Alt Başlık: Metafizik kavramlar, Tanrı ve Tasarımcı

  Bu soruyu yanıtlamak için ilk önce bir tanrı tanımı yapmamız gerekmektedir. Ancak belli bir dine mensup insanlar arasında (örneğin Müslümanlar arasında) bile her şeyiyle belirlenmiş kişiden değişmeyen bir tanrı tanımı yoktur. Çünkü insanlar, kendi hayat görüşlerine, yaşadıkları toplumun kültürüne, yaşamlarına ve buna bağlı olarak gereksinimlerine, sahip olduğu bilgiye, eğer bir dine inanıyorsa (yani deist değil, teist ise) o dinin tanımlarına ve daha bir çok sebepte dahil olmak üzere bu etkilerin karışımıyla kendine özel bir tanrı tanımı oluşturur. Bu yüzden bu yazıda tanrıyı, evreni yaratan (zorunlu olarak doğaüstü) bir varlık olarak tanımlayacağım.

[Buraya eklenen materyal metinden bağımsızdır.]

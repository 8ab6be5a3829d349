pub mod change_detector;
pub mod cli;
pub mod config;
pub mod extractor;
pub mod logging;
pub mod models;
pub mod plugins;
pub mod product_manager;
pub mod report;
pub mod scheduler;
pub mod scraper;
pub mod state_store;
pub mod utils;

// Re-export commonly used types
pub use config::AppConfig;
pub use product_manager::{CycleSummary, ProductManager};
pub use scheduler::{CycleStatus, ProductScheduler};
pub use utils::error::AppError;

pub type Result<T> = std::result::Result<T, AppError>;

  Tanrı, metafizik bir kavramdır. Metafizik kavramlar, ancak fenomenleri doğal sebeplerle açıklayamadığımız veya açıklayamayacağımızı düşündüğümüz zaman kendilerinin doğru olduğunu iddia ederler. Eğer bir fenomeni, doğal sebeplerle açıklayabilirsek, metafizik kavramların doğruluk iddiası ortadan kalkar. Buradan da fark edebileceğiniz üzere metafizik kavramların varlığını sağlayan şey, fenomenleri doğal sebeplerle açıklayacak delillerin hiçbir  zaman bulunamayacağına dair duyulan inançtır. O zaman metafizik kavramların varlığı, cahilliğe dayanmakta değil midir?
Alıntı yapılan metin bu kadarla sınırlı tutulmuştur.